Stephanie Karcz has paid a price for leading all NCAA Division I women’s basketball players in steals per game.
The thumb on the Loyola Maryland senior guard’s left hand is swollen and bruised. The other four fingers are in varying degrees of pain and have made it difficult for her to grip her toothbrush or pen, which is problematic since Karcz is left-handed.
“They’re all jammed,” she said recently. “It’s just one big jam. When I’m in, I don’t really think about it. I just kind of play through it. We don’t have the ability to have another guard out. So it’s just something that I deal with and suck it up.”
Karcz’s tolerance for pain has been a boon for a Greyhounds team that is 3-9 overall and 0-1 in the Patriot League and is missing six players, including three starters, because of injury. And that appeared to increase to seven players and four starters after senior point guard Alexis Gray suffered an apparent concussion in the third quarter of a 64-56 loss to Holy Cross on Jan. 2 at Reitz Arena.
So Karcz’s presence on the court is especially important to her teammates.
“She gives us energy,” senior guard Hannah Niles said. “She’s our motor. She makes us go. When she’s off the court, we can definitely feel a difference.”
Loyola Maryland relies heavily on the 5-foot-11 Karcz (pronounced CARS), the 2018 Patriot League Defensive Player of the Year. This season, she leads the team in scoring at 12.2 points per game, rebounding at 9.2, steals at 6.7, assists at 4.2 and playing time at 32.2 minutes.
For her career, Karcz’s 1,067 points are tied for 15th in program history with Mary Ella Franz. She ranks fourth in rebounds at 909 and could become the fourth player in school history to compile 1,000 points and rebounds. She ranks seventh in assists at 336 and has registered three of the school’s four triple doubles.
But it is in the department of steals where Karcz is unrivaled as her 391 are a decisive school record (runner-up Katie Sheahin totaled 347 steals from 2009 to 2013). Only one other player this season has averaged at least four steals (Norfolk State redshirt senior guard Chanette Hicks is at 5.1), and Karcz’s seven steals against the Crusaders gave her 10 consecutive games of six or more.
Holy Cross coach Ann McInerney said no one in her team’s league and nonconference schedule plays harder than Karcz.
“She’s so tough,” McInerney said. “Makes such an impact on the defensive side of the ball and is a tough matchup for us on the offensive side. She’s so strong around the basket that we try to match up a post with her, but then she is on the perimeter.
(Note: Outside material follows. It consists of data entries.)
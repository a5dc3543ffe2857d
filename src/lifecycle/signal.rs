//! "Disposal started" signal.

use std::time::Duration;

use tokio::sync::watch;

/// Level-triggered flag raised for the duration of a disposal.
///
/// Backoff sleeps in the creation loop select on it so a disposal is never
/// stuck behind a long retry wait.
#[derive(Debug)]
pub struct DisposalSignal {
    tx: watch::Sender<bool>,
}

impl DisposalSignal {
    pub fn new() -> Self {
        let (tx, _) = watch::channel(false);
        Self { tx }
    }

    /// Raise the signal. It is cleared when the returned guard drops.
    pub fn raise(&self) -> DisposalGuard<'_> {
        self.tx.send_replace(true);
        DisposalGuard { signal: self }
    }

    pub fn is_raised(&self) -> bool {
        *self.tx.borrow()
    }

    /// Sleep for `wait`, returning early if the signal is or becomes raised.
    ///
    /// Returns true if the sleep was interrupted.
    pub async fn sleep(&self, wait: Duration) -> bool {
        let mut rx = self.tx.subscribe();
        tokio::select! {
            _ = tokio::time::sleep(wait) => false,
            _ = wait_raised(&mut rx) => true,
        }
    }

    /// Wait until no disposal is in progress.
    pub async fn cleared(&self) {
        let mut rx = self.tx.subscribe();
        // The sender lives as long as `self`, so this only ends on a clear.
        let _ = rx.wait_for(|raised| !*raised).await;
    }
}

impl Default for DisposalSignal {
    fn default() -> Self {
        Self::new()
    }
}

async fn wait_raised(rx: &mut watch::Receiver<bool>) {
    loop {
        let raised = *rx.borrow_and_update();
        if raised {
            return;
        }
        if rx.changed().await.is_err() {
            // Sender gone; the manager is being dropped, nothing left to wait for.
            std::future::pending::<()>().await;
        }
    }
}

/// Clears the disposal signal on drop.
#[derive(Debug)]
pub struct DisposalGuard<'a> {
    signal: &'a DisposalSignal,
}

impl Drop for DisposalGuard<'_> {
    fn drop(&mut self) {
        self.signal.tx.send_replace(false);
    }
}

#[cfg(test)]
mod tests {
    use super::*;
    use std::sync::Arc;
    use std::time::Instant;

    #[tokio::test]
    async fn guard_clears_signal() {
        let signal = DisposalSignal::new();
        {
            let _guard = signal.raise();
            assert!(signal.is_raised());
        }
        assert!(!signal.is_raised());
    }

    #[tokio::test(start_paused = true)]
    async fn sleep_runs_full_duration_without_signal() {
        let signal = DisposalSignal::new();
        let start = tokio::time::Instant::now();
        assert!(!signal.sleep(Duration::from_millis(500)).await);
        assert!(start.elapsed() >= Duration::from_millis(500));
    }

    #[tokio::test]
    async fn raise_interrupts_sleep() {
        let signal = Arc::new(DisposalSignal::new());
        let sleeper = {
            let signal = signal.clone();
            tokio::spawn(async move { signal.sleep(Duration::from_secs(60)).await })
        };

        tokio::time::sleep(Duration::from_millis(20)).await;
        let start = Instant::now();
        let guard = signal.raise();
        let interrupted = sleeper.await.unwrap();
        drop(guard);

        assert!(interrupted);
        assert!(start.elapsed() < Duration::from_secs(5));
    }

    #[tokio::test]
    async fn already_raised_returns_immediately() {
        let signal = DisposalSignal::new();
        let _guard = signal.raise();
        assert!(signal.sleep(Duration::from_secs(60)).await);
    }

    #[tokio::test(start_paused = true)]
    async fn cleared_waits_for_guard_drop() {
        let signal = Arc::new(DisposalSignal::new());
        let holder = {
            let signal = signal.clone();
            tokio::spawn(async move {
                let _guard = signal.raise();
                tokio::time::sleep(Duration::from_millis(100)).await;
            })
        };

        tokio::time::sleep(Duration::from_millis(10)).await;
        assert!(signal.is_raised());
        let start = tokio::time::Instant::now();
        signal.cleared().await;

        assert!(!signal.is_raised());
        assert!(start.elapsed() >= Duration::from_millis(90));
        holder.await.unwrap();
    }
}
So we need to match a guard against us. Definitely a key in our game plan and she still manages to get the job done.”
Karcz hesitated at talking about her nation-leading numbers.
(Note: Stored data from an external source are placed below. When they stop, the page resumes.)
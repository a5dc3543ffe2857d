//! Configuration loading from disk.

use std::fs;
use std::path::{Path, PathBuf};

use thiserror::Error;

use crate::config::schema::ManagerConfig;
use crate::config::validation::ValidationError;

/// Why a configuration could not be loaded.
#[derive(Debug, Error)]
pub enum ConfigError {
    #[error("cannot read config file {}: {source}", .path.display())]
    Read {
        path: PathBuf,
        #[source]
        source: std::io::Error,
    },

    #[error("malformed config: {0}")]
    Parse(#[from] toml::de::Error),

    #[error("invalid config: {}", join_errors(.0))]
    Validation(Vec<ValidationError>),
}

fn join_errors(errors: &[ValidationError]) -> String {
    errors
        .iter()
        .map(ToString::to_string)
        .collect::<Vec<_>>()
        .join("; ")
}

/// Read, parse and validate a TOML config file.
pub fn load_config(path: &Path) -> Result<ManagerConfig, ConfigError> {
    let content = fs::read_to_string(path).map_err(|source| ConfigError::Read {
        path: path.to_path_buf(),
        source,
    })?;
    let config = ManagerConfig::from_toml_str(&content)?;

    tracing::debug!(
        path = %path.display(),
        initial_wait_ms = config.backoff.initial_wait_ms,
        max_wait_ms = config.backoff.max_wait_ms,
        step_ms = config.backoff.step_ms,
        "Configuration loaded"
    );

    Ok(config)
}
//! Structured logging setup.

use tracing_subscriber::util::TryInitError;
use tracing_subscriber::{fmt, layer::SubscriberExt, util::SubscriberInitExt, EnvFilter};

use crate::config::ObservabilityConfig;

/// Install a global `tracing` subscriber.
///
/// `RUST_LOG` takes precedence over the configured level. Returns an error if
/// a global subscriber is already installed.
pub fn init_logging(config: &ObservabilityConfig) -> Result<(), TryInitError> {
    let filter = EnvFilter::try_from_default_env()
        .unwrap_or_else(|_| EnvFilter::new(format!("rpc_channel_keeper={}", config.log_level)));

    let (json, plain) = if config.json {
        (Some(fmt::layer().json()), None)
    } else {
        (None, Some(fmt::layer()))
    };

    tracing_subscriber::registry()
        .with(filter)
        .with(json)
        .with(plain)
        .try_init()
}
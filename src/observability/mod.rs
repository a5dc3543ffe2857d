//! Observability subsystem.
//!
//! # Data Flow
//! ```text
//! Manager and executor produce:
//!     → tracing events (logging.rs installs the subscriber)
//!     → metrics.rs (counters, generation gauge)
//! ```
//!
//! # Design Decisions
//! - Library code only emits; installing a subscriber or recorder is the
//!   application's choice, and without one every call is a no-op
//! - Manager and operation IDs flow through log fields

pub mod logging;
pub mod metrics;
“I’m not one to really focus on stats,” she said. “So the fact that I am, it’s just like, you just go with it. But it’s not just me. My teammates help me get them, too, and in practice, that’s where it all starts. But just in the games, it’s second nature at this point. It’s not something I think about. But the fact that I am leading, that’s pretty cool, too.”
While pointing out that Karcz is blessed with her father Steven Karcz’s strong hands and her mother Virginia Cunningham’s intelligence, Greyhounds coach Joe Logan said Karcz’s penchant for hounding opposing dribblers has convinced him to direct the rest of her teammates to play more defense up the court in case Karcz pokes the ball away.
“It’s a risk-reward give-and-take, but most times, the reward is greater than the risk, and I think we’ve gotten better at it over the years,” he said. “I think she’s gotten better at recovering out of it. There are things fundamentally basketball-wise on defense that she doesn’t necessarily do. So your natural reaction as a coach when you see those things is, ‘No, no, no,’ but then it worked out. So you certainly have to give her a little more leeway as far as going for steals.”
Karcz said she has long prided herself on her ability to play defense.
“I have always been a defensive player more than I’ve been an offensive one,” she said. “At the same time, my defense turns into offense a lot of times. My steals can bring me layups on the other end. That kind of gets me going. I like defense. I know that everyone focuses on points and that defense is kind of under the radar. So it helps a lot for me to get my little cheap baskets from steals.”
Niles said Karcz is so unrelenting in practice that she has taken to calling Karcz “Magnet Hands” for the uncanny way she gets into passing lanes.
“She just has that innate athletic instinct,” Niles said. “She’s a risky player, but she’s OK with taking those risks whereas some of us may rely more on our fundamentals. She uses her athleticism to her strength and goes for those risks, and most of the time, she capitalizes on them. If not, we have to be there. But her instincts are ridiculous.”
Karcz acknowledged there are times when she is perhaps too aggressive. During the fourth quarter of an eventual 64-48 win against Monmouth on Dec. 20, she dove for a loose ball at halfcourt with the Greyhounds leading by 15 points, drawing a light chiding from Niles.
“She looked at me and said, ‘You don’t have to do that. We’re up by 20, the game is almost over,’” Karcz said with a smile. “But it’s just something that comes naturally. If I see it, I’m going to try to get it. They get a little nervous at times, but at this point, they know that if the ball is there, I’m probably going to be on the floor at some point.”
That attitude is what Logan said he will miss the most when the season ends.
“Every coach that comes to a game says, ‘Man, she plays hard. You should make a clip tape of her, and that’s how hard you have to play,’” he said. “She’s a throwback player. People remember how you made them feel, and I think she intimidates other teams being out there. I think she energizes our team. It’s going to be tough on Senior Night to see her go off.”